**EXERCISE REQUIREMENTS:**
Every line of the following records that includes "YearOfEra" should be copied.

[[ EXERCISE INPUT open ]]

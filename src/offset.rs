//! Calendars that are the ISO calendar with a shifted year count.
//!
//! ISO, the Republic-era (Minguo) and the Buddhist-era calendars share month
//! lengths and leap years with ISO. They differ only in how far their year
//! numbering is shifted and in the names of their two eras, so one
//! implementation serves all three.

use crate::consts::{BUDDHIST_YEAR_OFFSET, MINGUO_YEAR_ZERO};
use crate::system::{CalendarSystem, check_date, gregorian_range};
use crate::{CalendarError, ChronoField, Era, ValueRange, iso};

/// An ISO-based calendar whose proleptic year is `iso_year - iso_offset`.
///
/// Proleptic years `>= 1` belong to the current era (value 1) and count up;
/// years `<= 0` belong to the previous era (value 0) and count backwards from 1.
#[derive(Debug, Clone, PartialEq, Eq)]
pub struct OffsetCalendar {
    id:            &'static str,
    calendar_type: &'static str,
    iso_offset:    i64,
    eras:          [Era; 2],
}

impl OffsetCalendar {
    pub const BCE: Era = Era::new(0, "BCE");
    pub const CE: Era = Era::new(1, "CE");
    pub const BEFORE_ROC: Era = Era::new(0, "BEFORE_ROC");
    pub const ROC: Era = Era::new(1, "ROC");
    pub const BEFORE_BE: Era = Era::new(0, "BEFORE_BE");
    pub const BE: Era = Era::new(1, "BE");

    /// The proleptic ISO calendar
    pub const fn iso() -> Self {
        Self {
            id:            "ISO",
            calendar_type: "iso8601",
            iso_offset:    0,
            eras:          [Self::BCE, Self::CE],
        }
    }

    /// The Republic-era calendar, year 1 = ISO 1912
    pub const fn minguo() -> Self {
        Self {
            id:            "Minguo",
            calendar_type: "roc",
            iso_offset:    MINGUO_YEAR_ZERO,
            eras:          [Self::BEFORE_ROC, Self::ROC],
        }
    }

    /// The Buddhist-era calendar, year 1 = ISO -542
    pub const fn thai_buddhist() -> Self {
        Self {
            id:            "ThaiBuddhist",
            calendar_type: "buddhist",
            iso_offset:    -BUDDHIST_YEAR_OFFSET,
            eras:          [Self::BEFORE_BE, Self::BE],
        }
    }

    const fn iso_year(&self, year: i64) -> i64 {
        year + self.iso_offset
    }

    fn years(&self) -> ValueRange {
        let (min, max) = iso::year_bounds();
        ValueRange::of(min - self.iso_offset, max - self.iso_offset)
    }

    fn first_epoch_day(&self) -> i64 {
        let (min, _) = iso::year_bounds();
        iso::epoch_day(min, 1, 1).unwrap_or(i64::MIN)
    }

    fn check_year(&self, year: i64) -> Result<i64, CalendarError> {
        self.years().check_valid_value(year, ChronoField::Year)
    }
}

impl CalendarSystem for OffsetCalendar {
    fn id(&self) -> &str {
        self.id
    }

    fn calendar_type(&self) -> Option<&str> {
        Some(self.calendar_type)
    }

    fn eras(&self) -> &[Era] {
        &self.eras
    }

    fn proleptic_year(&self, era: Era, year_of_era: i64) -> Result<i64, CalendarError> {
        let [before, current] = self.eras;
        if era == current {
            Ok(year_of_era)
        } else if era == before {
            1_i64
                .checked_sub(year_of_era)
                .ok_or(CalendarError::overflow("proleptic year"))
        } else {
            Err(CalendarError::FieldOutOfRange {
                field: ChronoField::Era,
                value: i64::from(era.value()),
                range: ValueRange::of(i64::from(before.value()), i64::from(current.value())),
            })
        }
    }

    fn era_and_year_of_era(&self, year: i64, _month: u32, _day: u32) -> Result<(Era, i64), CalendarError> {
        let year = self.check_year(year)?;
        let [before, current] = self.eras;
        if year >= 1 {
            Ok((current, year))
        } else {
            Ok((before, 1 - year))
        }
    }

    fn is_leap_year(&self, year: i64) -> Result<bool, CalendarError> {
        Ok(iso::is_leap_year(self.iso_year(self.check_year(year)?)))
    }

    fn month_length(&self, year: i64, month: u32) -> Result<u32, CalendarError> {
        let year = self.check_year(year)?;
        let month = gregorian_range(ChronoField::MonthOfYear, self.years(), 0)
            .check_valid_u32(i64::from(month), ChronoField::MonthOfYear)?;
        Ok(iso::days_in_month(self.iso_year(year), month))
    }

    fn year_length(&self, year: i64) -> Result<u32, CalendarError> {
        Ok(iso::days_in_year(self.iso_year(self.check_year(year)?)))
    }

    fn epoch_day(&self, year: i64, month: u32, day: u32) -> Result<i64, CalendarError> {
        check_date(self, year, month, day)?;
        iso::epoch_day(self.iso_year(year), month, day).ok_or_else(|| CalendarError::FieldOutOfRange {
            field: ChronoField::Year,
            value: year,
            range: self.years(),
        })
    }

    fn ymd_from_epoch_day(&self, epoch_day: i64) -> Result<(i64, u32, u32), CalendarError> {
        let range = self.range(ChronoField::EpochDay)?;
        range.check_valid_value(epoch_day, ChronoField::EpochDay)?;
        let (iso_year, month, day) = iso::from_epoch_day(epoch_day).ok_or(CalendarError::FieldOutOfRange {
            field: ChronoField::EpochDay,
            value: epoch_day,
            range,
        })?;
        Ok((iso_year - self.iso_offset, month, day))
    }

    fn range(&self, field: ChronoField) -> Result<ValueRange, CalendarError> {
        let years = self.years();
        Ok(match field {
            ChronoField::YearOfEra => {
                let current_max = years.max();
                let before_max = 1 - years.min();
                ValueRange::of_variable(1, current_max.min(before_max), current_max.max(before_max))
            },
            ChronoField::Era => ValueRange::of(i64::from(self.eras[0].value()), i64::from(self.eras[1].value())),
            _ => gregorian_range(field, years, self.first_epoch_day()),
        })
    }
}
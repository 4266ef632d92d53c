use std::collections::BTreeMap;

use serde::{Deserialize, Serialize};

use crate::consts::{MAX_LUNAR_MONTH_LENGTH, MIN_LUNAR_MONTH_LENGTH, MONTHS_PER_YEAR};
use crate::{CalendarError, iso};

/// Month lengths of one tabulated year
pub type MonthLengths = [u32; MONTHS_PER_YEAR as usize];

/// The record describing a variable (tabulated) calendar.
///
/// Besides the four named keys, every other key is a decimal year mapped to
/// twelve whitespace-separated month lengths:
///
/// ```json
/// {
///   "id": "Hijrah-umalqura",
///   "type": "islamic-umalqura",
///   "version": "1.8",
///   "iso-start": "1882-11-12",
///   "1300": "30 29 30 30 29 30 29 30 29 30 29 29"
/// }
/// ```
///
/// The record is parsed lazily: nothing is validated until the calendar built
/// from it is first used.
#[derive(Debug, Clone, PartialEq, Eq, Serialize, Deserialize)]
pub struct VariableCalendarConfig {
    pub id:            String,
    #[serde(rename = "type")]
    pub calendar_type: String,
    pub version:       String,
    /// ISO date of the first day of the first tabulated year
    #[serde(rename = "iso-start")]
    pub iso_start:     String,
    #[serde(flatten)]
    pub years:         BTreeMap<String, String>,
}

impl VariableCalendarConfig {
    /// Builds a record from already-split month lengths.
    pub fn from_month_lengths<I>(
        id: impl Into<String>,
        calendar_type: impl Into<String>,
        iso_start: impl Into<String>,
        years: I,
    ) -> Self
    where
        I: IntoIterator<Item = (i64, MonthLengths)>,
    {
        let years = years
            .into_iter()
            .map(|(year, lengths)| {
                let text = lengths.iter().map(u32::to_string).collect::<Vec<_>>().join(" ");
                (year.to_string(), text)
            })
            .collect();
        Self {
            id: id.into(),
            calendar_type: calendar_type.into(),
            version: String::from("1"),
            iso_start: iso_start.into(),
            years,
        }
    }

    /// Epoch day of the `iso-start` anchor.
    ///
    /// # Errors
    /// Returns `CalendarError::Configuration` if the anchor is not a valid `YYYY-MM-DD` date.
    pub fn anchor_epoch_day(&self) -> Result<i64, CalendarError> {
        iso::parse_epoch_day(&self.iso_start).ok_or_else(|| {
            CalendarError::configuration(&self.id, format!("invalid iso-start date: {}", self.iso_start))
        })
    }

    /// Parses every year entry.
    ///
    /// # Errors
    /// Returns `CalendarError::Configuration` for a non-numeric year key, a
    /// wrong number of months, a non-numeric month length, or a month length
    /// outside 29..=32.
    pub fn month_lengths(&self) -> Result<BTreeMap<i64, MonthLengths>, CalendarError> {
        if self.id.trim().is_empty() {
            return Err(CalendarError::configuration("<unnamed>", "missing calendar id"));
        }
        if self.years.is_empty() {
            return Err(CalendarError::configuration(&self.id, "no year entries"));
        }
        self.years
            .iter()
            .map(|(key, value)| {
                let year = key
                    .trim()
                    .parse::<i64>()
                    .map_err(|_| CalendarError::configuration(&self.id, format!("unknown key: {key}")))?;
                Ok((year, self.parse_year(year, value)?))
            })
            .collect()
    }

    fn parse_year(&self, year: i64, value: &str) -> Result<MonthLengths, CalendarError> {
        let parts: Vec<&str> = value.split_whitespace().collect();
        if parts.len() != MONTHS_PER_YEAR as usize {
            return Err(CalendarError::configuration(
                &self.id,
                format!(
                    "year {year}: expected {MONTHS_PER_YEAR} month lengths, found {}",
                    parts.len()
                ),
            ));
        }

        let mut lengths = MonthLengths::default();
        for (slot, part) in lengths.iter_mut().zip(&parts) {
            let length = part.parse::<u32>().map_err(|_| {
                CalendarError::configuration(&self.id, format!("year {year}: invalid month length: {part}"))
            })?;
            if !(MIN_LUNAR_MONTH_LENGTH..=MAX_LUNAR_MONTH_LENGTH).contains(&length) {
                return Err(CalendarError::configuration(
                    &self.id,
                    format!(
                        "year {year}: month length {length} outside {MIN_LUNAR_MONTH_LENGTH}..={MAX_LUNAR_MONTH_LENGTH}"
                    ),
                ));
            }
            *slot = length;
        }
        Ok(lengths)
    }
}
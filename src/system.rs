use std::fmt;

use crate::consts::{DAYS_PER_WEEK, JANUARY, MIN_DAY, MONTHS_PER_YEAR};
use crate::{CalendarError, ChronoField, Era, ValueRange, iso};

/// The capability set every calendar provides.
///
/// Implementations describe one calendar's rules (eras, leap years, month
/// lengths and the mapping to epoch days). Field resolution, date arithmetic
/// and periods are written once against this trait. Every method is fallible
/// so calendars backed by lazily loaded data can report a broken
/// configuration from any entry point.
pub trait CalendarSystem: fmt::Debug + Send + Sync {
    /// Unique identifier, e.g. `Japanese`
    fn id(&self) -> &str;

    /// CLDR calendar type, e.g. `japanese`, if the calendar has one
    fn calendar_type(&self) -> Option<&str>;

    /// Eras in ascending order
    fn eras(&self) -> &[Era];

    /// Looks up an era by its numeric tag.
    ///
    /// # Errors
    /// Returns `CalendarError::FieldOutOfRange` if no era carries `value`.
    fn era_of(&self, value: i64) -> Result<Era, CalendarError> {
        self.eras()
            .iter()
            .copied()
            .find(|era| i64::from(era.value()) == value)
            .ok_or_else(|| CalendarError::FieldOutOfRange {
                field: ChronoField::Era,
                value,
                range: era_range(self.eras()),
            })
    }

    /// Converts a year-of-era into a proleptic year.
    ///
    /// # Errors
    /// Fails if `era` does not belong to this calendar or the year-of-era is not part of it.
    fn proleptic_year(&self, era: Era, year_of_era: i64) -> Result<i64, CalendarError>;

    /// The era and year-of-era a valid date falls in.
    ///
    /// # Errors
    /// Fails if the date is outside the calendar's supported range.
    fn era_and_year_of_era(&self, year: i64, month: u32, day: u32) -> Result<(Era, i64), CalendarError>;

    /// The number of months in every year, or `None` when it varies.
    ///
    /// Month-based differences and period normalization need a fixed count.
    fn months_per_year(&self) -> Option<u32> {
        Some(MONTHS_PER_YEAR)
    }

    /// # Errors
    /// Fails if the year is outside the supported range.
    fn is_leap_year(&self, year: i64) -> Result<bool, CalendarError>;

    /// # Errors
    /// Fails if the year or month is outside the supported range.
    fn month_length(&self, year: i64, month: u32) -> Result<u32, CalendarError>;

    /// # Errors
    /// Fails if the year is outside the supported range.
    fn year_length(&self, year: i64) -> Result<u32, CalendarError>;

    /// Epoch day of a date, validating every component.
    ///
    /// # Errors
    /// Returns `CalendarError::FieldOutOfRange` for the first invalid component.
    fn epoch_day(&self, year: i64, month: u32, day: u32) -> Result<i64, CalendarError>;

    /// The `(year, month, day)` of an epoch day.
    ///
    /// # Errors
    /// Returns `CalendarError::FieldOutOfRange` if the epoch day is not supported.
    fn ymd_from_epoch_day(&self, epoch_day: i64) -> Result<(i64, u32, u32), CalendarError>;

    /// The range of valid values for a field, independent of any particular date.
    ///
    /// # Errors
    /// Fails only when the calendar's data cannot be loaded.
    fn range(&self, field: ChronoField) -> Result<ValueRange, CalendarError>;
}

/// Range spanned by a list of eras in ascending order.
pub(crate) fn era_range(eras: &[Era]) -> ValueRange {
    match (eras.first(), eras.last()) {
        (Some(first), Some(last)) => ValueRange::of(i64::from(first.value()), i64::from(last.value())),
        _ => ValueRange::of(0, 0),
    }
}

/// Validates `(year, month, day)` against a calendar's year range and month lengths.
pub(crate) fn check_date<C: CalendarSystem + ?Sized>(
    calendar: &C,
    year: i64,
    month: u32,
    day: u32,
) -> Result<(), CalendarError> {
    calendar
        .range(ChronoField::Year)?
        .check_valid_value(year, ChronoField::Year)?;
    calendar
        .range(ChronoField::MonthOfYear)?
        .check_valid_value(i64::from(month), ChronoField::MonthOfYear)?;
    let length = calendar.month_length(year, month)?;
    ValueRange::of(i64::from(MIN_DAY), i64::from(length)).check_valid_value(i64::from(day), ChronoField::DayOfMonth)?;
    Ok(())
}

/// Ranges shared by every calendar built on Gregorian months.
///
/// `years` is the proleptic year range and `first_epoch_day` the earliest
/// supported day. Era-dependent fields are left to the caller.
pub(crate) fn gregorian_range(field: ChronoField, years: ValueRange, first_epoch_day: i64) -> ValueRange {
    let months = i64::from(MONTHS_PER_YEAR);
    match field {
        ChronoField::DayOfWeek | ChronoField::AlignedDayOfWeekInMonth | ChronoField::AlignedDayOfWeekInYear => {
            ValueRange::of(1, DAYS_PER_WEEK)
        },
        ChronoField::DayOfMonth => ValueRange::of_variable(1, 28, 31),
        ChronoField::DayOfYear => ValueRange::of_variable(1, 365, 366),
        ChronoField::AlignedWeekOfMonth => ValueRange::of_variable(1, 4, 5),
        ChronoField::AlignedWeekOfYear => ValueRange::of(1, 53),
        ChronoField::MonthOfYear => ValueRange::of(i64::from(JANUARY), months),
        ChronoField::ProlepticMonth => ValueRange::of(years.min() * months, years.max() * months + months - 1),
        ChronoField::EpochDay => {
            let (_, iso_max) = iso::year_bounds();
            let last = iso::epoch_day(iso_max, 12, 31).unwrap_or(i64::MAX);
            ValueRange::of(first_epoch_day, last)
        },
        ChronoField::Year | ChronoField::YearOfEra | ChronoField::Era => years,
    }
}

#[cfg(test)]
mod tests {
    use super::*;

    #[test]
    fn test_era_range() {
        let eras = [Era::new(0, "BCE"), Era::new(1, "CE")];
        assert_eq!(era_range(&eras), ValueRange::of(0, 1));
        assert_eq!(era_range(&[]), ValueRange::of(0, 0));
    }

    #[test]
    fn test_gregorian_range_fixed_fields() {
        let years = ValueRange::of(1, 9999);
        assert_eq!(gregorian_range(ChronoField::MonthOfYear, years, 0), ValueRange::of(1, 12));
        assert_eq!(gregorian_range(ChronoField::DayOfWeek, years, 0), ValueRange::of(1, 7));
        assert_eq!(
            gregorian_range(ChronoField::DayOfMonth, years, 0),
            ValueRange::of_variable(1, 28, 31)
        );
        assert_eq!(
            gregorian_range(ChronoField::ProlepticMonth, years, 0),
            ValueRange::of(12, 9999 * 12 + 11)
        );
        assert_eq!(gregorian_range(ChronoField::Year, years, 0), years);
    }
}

[[ EXERCISE INPUT closed ]]

**OUTPUT FOR THIS EXERCISE:**
            ChronoField::YearOfEra => {
        ChronoField::Year | ChronoField::YearOfEra | ChronoField::Era => years,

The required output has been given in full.